American lawyer (1876-1972)

Carl Leroy Sackett (born February 27, 1876 – December 4, 1972) was an American attorney son of John Henry Sackett and Martha Ann "Mattie" Burd, was born in Driftwood Township, Red Willow County, Nebraska. He would go on to serve as the United States Attorney in the United States District Court for the District of Wyoming.

== Legal career ==
After graduating from Ohio State, Carl began practicing law. For over 30 years, Carl lived at West Works Street, Sheridan, Wyoming, and was recorded as a self employed lawyer working from home.

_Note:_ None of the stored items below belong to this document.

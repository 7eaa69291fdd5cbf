use super::instructions::{ImmediateKind, InstructionId, InstructionInfo, StackEffect};
use crate::Error;
use std::collections::{HashMap, VecDeque};

/// Where a replacement instruction takes one of its immediates from
#[derive(Copy, Clone, Debug, PartialEq, Eq)]
pub enum ImmediateSource {
    /// Copy immediate `immediate` of pattern instruction `instruction`
    Pattern { instruction: usize, immediate: usize },

    /// Literal value
    Value(i32),
}

/// Shorthand for [`ImmediateSource::Pattern`]
pub fn from_pattern(instruction: usize, immediate: usize) -> ImmediateSource {
    ImmediateSource::Pattern {
        instruction,
        immediate,
    }
}

/// Peephole rule: when the most recently emitted instructions are `pattern` (and the equality
/// constraints between their immediates hold), replace them with `replacement`
///
/// Instructions are referred to by name and resolved when the model is built.
#[derive(Clone, Debug)]
pub struct RewriteRule {
    pub name: String,
    pub pattern: Vec<String>,
    pub equalities: Vec<((usize, usize), (usize, usize))>,
    pub replacement: Vec<(String, Vec<ImmediateSource>)>,
}

impl RewriteRule {
    pub fn new(name: impl Into<String>) -> RewriteRule {
        RewriteRule {
            name: name.into(),
            pattern: vec![],
            equalities: vec![],
            replacement: vec![],
        }
    }

    pub fn pattern(mut self, instructions: &[&str]) -> RewriteRule {
        self.pattern
            .extend(instructions.iter().map(|name| name.to_string()));
        self
    }

    /// Require immediate `left.1` of pattern instruction `left.0` to equal `right.1` of `right.0`
    pub fn equal(mut self, left: (usize, usize), right: (usize, usize)) -> RewriteRule {
        self.equalities.push((left, right));
        self
    }

    pub fn replace(mut self, instruction: &str, immediates: Vec<ImmediateSource>) -> RewriteRule {
        self.replacement.push((instruction.to_owned(), immediates));
        self
    }
}

/// Rule with instructions resolved to ids
#[derive(Clone, Debug)]
pub(crate) struct ResolvedRule {
    pub name: String,
    pub pattern: Vec<InstructionId>,
    pub equalities: Vec<((usize, usize), (usize, usize))>,
    pub replacement: Vec<(InstructionId, Vec<ImmediateSource>)>,
}

impl ResolvedRule {
    pub fn resolve(
        rule: &RewriteRule,
        instructions: &[InstructionInfo],
        names: &HashMap<String, InstructionId>,
    ) -> Result<ResolvedRule, Error> {
        let invalid =
            |message: String| Error::InvalidModel(format!("rule {}: {}", rule.name, message));
        let lookup = |name: &str| {
            names
                .get(name)
                .copied()
                .ok_or_else(|| invalid(format!("unknown instruction {}", name)))
        };

        if rule.pattern.is_empty() {
            return Err(invalid(String::from("empty pattern")));
        }
        let pattern = rule
            .pattern
            .iter()
            .map(|name| lookup(name))
            .collect::<Result<Vec<_>, _>>()?;
        let info = move |id: InstructionId| &instructions[id.0 as usize];
        let last = pattern.len() - 1;

        for (index, id) in pattern.iter().enumerate() {
            if index != last && info(*id).branch_target_index().is_some() {
                return Err(invalid(format!(
                    "{} has a branch target but is not the last pattern instruction",
                    info(*id).name
                )));
            }
        }

        let immediate_kind = |instruction: usize, immediate: usize| {
            pattern
                .get(instruction)
                .and_then(|id| info(*id).immediates.get(immediate))
                .copied()
                .ok_or_else(|| {
                    invalid(format!(
                        "pattern immediate ({}, {}) does not exist",
                        instruction, immediate
                    ))
                })
        };
        for (left, right) in &rule.equalities {
            immediate_kind(left.0, left.1)?;
            immediate_kind(right.0, right.1)?;
        }

        let mut replacement = vec![];
        let mut carried_target = None;
        for (position, (name, sources)) in rule.replacement.iter().enumerate() {
            let id = lookup(name)?;
            let expected = &info(id).immediates;
            if expected.len() != sources.len() {
                return Err(invalid(format!(
                    "{} takes {} immediate(s) but {} were given",
                    name,
                    expected.len(),
                    sources.len()
                )));
            }
            for (kind, source) in expected.iter().zip(sources) {
                let source_kind = match source {
                    ImmediateSource::Pattern {
                        instruction,
                        immediate,
                    } => Some(immediate_kind(*instruction, *immediate)?),
                    ImmediateSource::Value(_) => None,
                };
                let carries_target = source_kind == Some(ImmediateKind::BranchTarget);
                if carries_target != (*kind == ImmediateKind::BranchTarget) {
                    return Err(invalid(format!(
                        "branch targets can only be copied into branch targets ({})",
                        name
                    )));
                }
                if carries_target {
                    if carried_target.is_some() {
                        return Err(invalid(String::from("branch target carried more than once")));
                    }
                    carried_target = Some(position);
                }
            }
            replacement.push((id, sources.clone()));
        }

        if info(pattern[last]).branch_target_index().is_some()
            && carried_target != Some(replacement.len().wrapping_sub(1))
        {
            return Err(invalid(String::from(
                "branch target must be carried by the last replacement instruction",
            )));
        }

        let fixed_effect = |ids: &mut dyn Iterator<Item = InstructionId>| {
            ids.map(|id| match info(id).stack_effect {
                StackEffect::Fixed(effect) => Some(effect),
                StackEffect::Collect => None,
            })
            .sum::<Option<i32>>()
        };
        let before = fixed_effect(&mut pattern.iter().copied());
        let after = fixed_effect(&mut replacement.iter().map(|(id, _)| *id));
        if let (Some(before), Some(after)) = (before, after) {
            if before != after {
                return Err(invalid(format!(
                    "stack effect changes from {} to {}",
                    before, after
                )));
            }
        }

        Ok(ResolvedRule {
            name: rule.name.clone(),
            pattern,
            equalities: rule.equalities.clone(),
            replacement,
        })
    }
}

/// Automaton over emitted opcodes, flattened into a dense `state x opcode` table
///
/// The automaton is the Aho-Corasick machine of all rule patterns: a state is accepting when a
/// pattern is a suffix of the opcodes seen so far. Every pattern that is a suffix is a candidate,
/// longest first, so a shorter rule still applies when a longer one's constraints fail.
#[derive(Clone, Debug)]
pub(crate) struct RewriteDfa {
    opcode_count: usize,
    transitions: Vec<u32>,
    accepting: Vec<Vec<usize>>,
}

impl RewriteDfa {
    pub const START: u32 = 0;

    pub fn build(rules: &[ResolvedRule], opcode_count: usize) -> Result<RewriteDfa, Error> {
        let mut children: Vec<HashMap<u16, u32>> = vec![HashMap::new()];
        let mut output: Vec<Option<usize>> = vec![None];

        for (rule_index, rule) in rules.iter().enumerate() {
            let mut state = 0;
            for opcode in &rule.pattern {
                let next = children.len() as u32;
                state = *children[state].entry(opcode.0).or_insert(next) as usize;
                if state == children.len() {
                    children.push(HashMap::new());
                    output.push(None);
                }
            }
            if let Some(other) = output[state] {
                return Err(Error::InvalidModel(format!(
                    "rules {} and {} have the same pattern",
                    rules[other].name, rule.name
                )));
            }
            output[state] = Some(rule_index);
        }

        let state_count = children.len();
        let mut transitions = vec![0u32; state_count * opcode_count];
        let mut fail = vec![0u32; state_count];
        let mut queue = VecDeque::new();

        for opcode in 0..opcode_count {
            if let Some(child) = children[0].get(&(opcode as u16)) {
                transitions[opcode] = *child;
                queue.push_back(*child);
            }
        }

        // Breadth first, so the fallback of a state is always finished before the state
        let mut accepting: Vec<Vec<usize>> = output
            .iter()
            .map(|rule| rule.iter().copied().collect())
            .collect();
        while let Some(state) = queue.pop_front() {
            let state = state as usize;
            let fallback = fail[state] as usize;
            let inherited = accepting[fallback].clone();
            accepting[state].extend(inherited);
            for opcode in 0..opcode_count {
                let through_fallback = transitions[fallback * opcode_count + opcode];
                match children[state].get(&(opcode as u16)) {
                    Some(child) => {
                        fail[*child as usize] = through_fallback;
                        transitions[state * opcode_count + opcode] = *child;
                        queue.push_back(*child);
                    }
                    None => transitions[state * opcode_count + opcode] = through_fallback,
                }
            }
        }

        Ok(RewriteDfa {
            opcode_count,
            transitions,
            accepting,
        })
    }

    pub fn next(&self, state: u32, opcode: InstructionId) -> u32 {
        self.transitions[state as usize * self.opcode_count + opcode.0 as usize]
    }

    /// Rules matched when the automaton is in this state, longest pattern first
    pub fn accepting(&self, state: u32) -> &[usize] {
        &self.accepting[state as usize]
    }

    pub fn state_count(&self) -> usize {
        self.accepting.len()
    }
}

#[cfg(test)]
mod test {
    use super::*;

    fn rule(name: &str, pattern: &[u16]) -> ResolvedRule {
        ResolvedRule {
            name: name.to_owned(),
            pattern: pattern.iter().map(|id| InstructionId(*id)).collect(),
            equalities: vec![],
            replacement: vec![],
        }
    }

    /// Longest match after each opcode
    fn run(dfa: &RewriteDfa, opcodes: &[u16]) -> Vec<Option<usize>> {
        let mut state = RewriteDfa::START;
        opcodes
            .iter()
            .map(|opcode| {
                state = dfa.next(state, InstructionId(*opcode));
                dfa.accepting(state).first().copied()
            })
            .collect()
    }

    #[test]
    fn matches_patterns_as_suffixes() {
        let dfa = RewriteDfa::build(&[rule("ab", &[0, 1]), rule("bc", &[1, 2])], 4).unwrap();
        assert_eq!(
            run(&dfa, &[3, 0, 1, 2, 0, 0, 1]),
            vec![None, None, Some(0), Some(1), None, None, Some(0)]
        );
    }

    #[test]
    fn falls_back_to_shorter_patterns() {
        let dfa =
            RewriteDfa::build(&[rule("abcd", &[0, 1, 2, 3]), rule("cd", &[2, 3])], 5).unwrap();
        assert_eq!(
            run(&dfa, &[0, 1, 2, 4, 2, 3]),
            vec![None, None, None, None, None, Some(1)]
        );
        assert_eq!(run(&dfa, &[0, 1, 2, 3]), vec![None, None, None, Some(0)]);
    }

    #[test]
    fn suffix_rule_is_reported_inside_longer_path() {
        let dfa = RewriteDfa::build(&[rule("abc", &[0, 1, 2]), rule("b", &[1])], 3).unwrap();
        assert_eq!(run(&dfa, &[0, 1, 2]), vec![None, Some(1), Some(0)]);
    }

    #[test]
    fn shorter_suffix_rules_stay_candidates() {
        let dfa = RewriteDfa::build(
            &[rule("abc", &[0, 1, 2]), rule("c", &[2]), rule("bc", &[1, 2])],
            3,
        )
        .unwrap();
        let mut state = RewriteDfa::START;
        for opcode in [0, 1, 2] {
            state = dfa.next(state, InstructionId(opcode));
        }
        assert_eq!(dfa.accepting(state), &[0, 2, 1]);
        assert!(dfa.accepting(RewriteDfa::START).is_empty());
    }

    #[test]
    fn duplicate_patterns_are_rejected() {
        let result = RewriteDfa::build(&[rule("x", &[0, 1]), rule("y", &[0, 1])], 2);
        assert!(matches!(result, Err(Error::InvalidModel(_))));
    }
}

Carl was listed in the Cheyenne City Directory in the 1930s and 1940s as US district attorney. In the early 1930s he was vice-president of the Sheridan Trust and Savings Bank. In 1970 he was Wyoming's oldest practicing lawyer.

== Marriage ==
He first married in Sheridan, Wyoming, on May 3, 1905, to Ann Maude Ivey the daughter of John Ivey and Ann Gidley. Ann was born in Mineral Point, Iowa County, Wisconsin, in 1875 and died on 8 May 1910. He married a second time in Warsaw, Kosciusko County, Indiana, on May 1, 1914, to Margaret Hall Woods, the daughter of James Foster Woods and Jemima Hall. Margaret was born in Warsaw on 30 July 1882. She died at 87 in Cheyenne on 24 June 1970 two years before her husband.